Phase-Space Synchronization Driven by Moon-Magnetosphere Coupling in Gas Giants
Adnane Osmane, Elias Roussos, Peter Kollmann

TL;DR
This paper introduces a novel phase-space synchronization model to explain rapid, localized particle loss in gas giant magnetospheres, challenging traditional diffusion-based explanations and emphasizing the role of phase synchronization.
Contribution
It develops a drift-kinetic, Kuramoto-like model that explains localized particle loss and refilling via phase synchronization, not diffusion, in planetary radiation belts.
Findings
Localized loss regions can synchronize particle distributions.
Synchronization explains rapid refilling of microsignatures.

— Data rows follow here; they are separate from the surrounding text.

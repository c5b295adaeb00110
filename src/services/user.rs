//! User profile service.

use chrono::{DateTime, Utc};
use serde::Serialize;
use validator::Validate;

use crate::db::AttendanceStore;
use crate::error::{AppError, Result};
use crate::models::{Attendance, User, UserUpdate};
use crate::services::AttendanceService;

/// A user together with today's attendance.
#[derive(Debug, Clone, Serialize)]
pub struct UserProfile {
    pub user: User,
    pub attendance: Option<Attendance>,
}

#[derive(Clone)]
pub struct UserService<S> {
    attendances: AttendanceService<S>,
}

impl<S: AttendanceStore + Clone> UserService<S> {
    pub fn new(attendances: AttendanceService<S>) -> Self {
        Self { attendances }
    }

    /// Fetch the user, creating a blank profile on first sighting, plus the
    /// attendance for the local day containing `now`.
    pub async fn get_or_create_user(&self, user_id: &str, now: DateTime<Utc>) -> Result<UserProfile> {
        if user_id.is_empty() {
            return Err(AppError::InvalidArgument("user id is empty".to_string()));
        }

        let store = self.attendances.store();
        let user = match store.get_user(user_id).await? {
            Some(user) => user,
            None => {
                let stored = store.create_user(&User::first_seen(user_id, now)).await?;
                tracing::info!(user_id, "Created user on first sighting");
                stored
            }
        };

        let attendance = self.attendances.latest_attendance(user_id, now).await?;

        Ok(UserProfile { user, attendance })
    }

    /// Apply a profile edit. `NotFound` if the user was never seen.
    pub async fn update_user(
        &self,
        user_id: &str,
        update: UserUpdate,
        now: DateTime<Utc>,
    ) -> Result<User> {
        if user_id.is_empty() {
            return Err(AppError::InvalidArgument("user id is empty".to_string()));
        }
        update.validate()?;

        let store = self.attendances.store();
        let mut user = store
            .get_user(user_id)
            .await?
            .ok_or_else(|| AppError::NotFound(format!("User {} not found", user_id)))?;

        user.name = update.name;
        user.email = update.email;
        user.image_url = update.image_url;
        user.updated_at = now;

        store.update_user(&user).await?;
        Ok(user)
    }
}
// SPDX-License-Identifier: MIT
// Copyright 2026 Roland Dreier <roland@kernel.org>

//! Data models for the application.

pub mod attendance;
pub mod pagination;
pub mod user;

pub use attendance::{Attendance, AttendanceKind, AttendanceTime, NewPunch};
pub use pagination::{AttendancePage, PageParams, DEFAULT_PER_PAGE, MAX_PER_PAGE, MONTHLY_PER_PAGE};
pub use user::{User, UserUpdate};
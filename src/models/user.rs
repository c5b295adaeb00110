//! User model for storage and API.

use chrono::{DateTime, Utc};
use serde::{Deserialize, Serialize};
use validator::Validate;

/// User profile. The id comes from the identity provider.
#[derive(Debug, Clone, PartialEq, Serialize, Deserialize)]
pub struct User {
    /// Identity provider subject (also used as document ID)
    pub id: String,
    pub name: String,
    pub email: String,
    /// Profile picture URL
    pub image_url: String,
    /// When the user was first seen
    pub created_at: DateTime<Utc>,
    pub updated_at: DateTime<Utc>,
}

impl User {
    /// Blank profile for a first sighting.
    pub fn first_seen(id: &str, now: DateTime<Utc>) -> Self {
        Self {
            id: id.to_string(),
            name: String::new(),
            email: String::new(),
            image_url: String::new(),
            created_at: now,
            updated_at: now,
        }
    }
}

/// Profile edit submitted by the user.
#[derive(Debug, Clone, Deserialize, Validate)]
pub struct UserUpdate {
    #[validate(length(min = 1, max = 50))]
    pub name: String,
    #[validate(length(min = 1, max = 50), email)]
    pub email: String,
    #[serde(default)]
    pub image_url: String,
}
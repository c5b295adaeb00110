// SPDX-License-Identifier: MIT
// Copyright 2026 Roland Dreier <roland@rolandd.dev>

//! JWT authentication middleware.

use crate::db::AttendanceStore;
use crate::error::AppError;
use crate::AppState;
use axum::{
    extract::{Request, State},
    http::header,
    middleware::Next,
    response::Response,
};
use axum_extra::extract::cookie::CookieJar;
use jsonwebtoken::{decode, Algorithm, DecodingKey, Validation};
use serde::{Deserialize, Serialize};
use std::sync::Arc;

/// Name of the session cookie checked before the Authorization header.
pub const SESSION_COOKIE: &str = "clockwork_token";

/// JWT claims structure.
#[derive(Debug, Serialize, Deserialize, Clone)]
pub struct Claims {
    /// Subject (user id)
    pub sub: String,
    /// Expiration time (Unix timestamp)
    pub exp: usize,
    /// Issued at (Unix timestamp)
    pub iat: usize,
}

/// Authenticated user extracted from JWT.
#[derive(Debug, Clone)]
pub struct AuthUser {
    pub user_id: String,
}

/// Middleware that requires valid JWT authentication.
pub async fn require_auth<S: AttendanceStore + Clone>(
    State(state): State<Arc<AppState<S>>>,
    jar: CookieJar,
    mut request: Request,
    next: Next,
) -> Result<Response, AppError> {
    // Try cookie first, then header
    let token = if let Some(cookie) = jar.get(SESSION_COOKIE) {
        cookie.value().to_string()
    } else {
        let auth_header = request
            .headers()
            .get(header::AUTHORIZATION)
            .and_then(|h| h.to_str().ok());

        match auth_header.and_then(|h| h.strip_prefix("Bearer ")) {
            Some(token) => token.to_string(),
            None => return Err(AppError::Unauthorized),
        }
    };

    let key = DecodingKey::from_secret(&state.config.jwt_signing_key);
    let validation = Validation::new(Algorithm::HS256);

    let token_data = decode::<Claims>(&token, &key, &validation).map_err(|e| {
        tracing::debug!(error = %e, "Rejected session token");
        AppError::InvalidToken
    })?;

    let user_id = token_data.claims.sub;
    if user_id.is_empty() {
        return Err(AppError::InvalidToken);
    }

    request.extensions_mut().insert(AuthUser { user_id });

    Ok(next.run(request).await)
}

/// Create a JWT for a user session.
pub fn create_jwt(user_id: &str, signing_key: &[u8]) -> anyhow::Result<String> {
    use jsonwebtoken::{encode, EncodingKey, Header};
    use std::time::{SystemTime, UNIX_EPOCH};

    let now = SystemTime::now().duration_since(UNIX_EPOCH)?.as_secs() as usize;

    let claims = Claims {
        sub: user_id.to_string(),
        iat: now,
        exp: now + 7 * 24 * 60 * 60, // 7 days
    };

    Ok(encode(
        &Header::new(Algorithm::HS256),
        &claims,
        &EncodingKey::from_secret(signing_key),
    )?)
}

The model provides a first-principles non-diffusive mechanism.
Abstract
We present a new theoretical framework to describe the rapid and spatially localized loss of energetic particles in planetary radiation belts, focusing on interactions between gas giant magnetospheres and their moons. Observations show that flux depletions--known as microsignatures--often refill on timescales comparable to a single drift period, which conflicts with traditional quasi-linear radial diffusion models that assume slow, gradual transport and predict refilling only over many drift periods. To resolve this inconsistency, we develop a drift-kinetic model that explicitly captures localized losses occurring on timescales similar to the azimuthal drift period. We demonstrate that such localized loss regions can synchronize the azimuthal Fourier modes of the particle distribution function, producing apparent refilling through phase-space synchronization rather than diffusion. The…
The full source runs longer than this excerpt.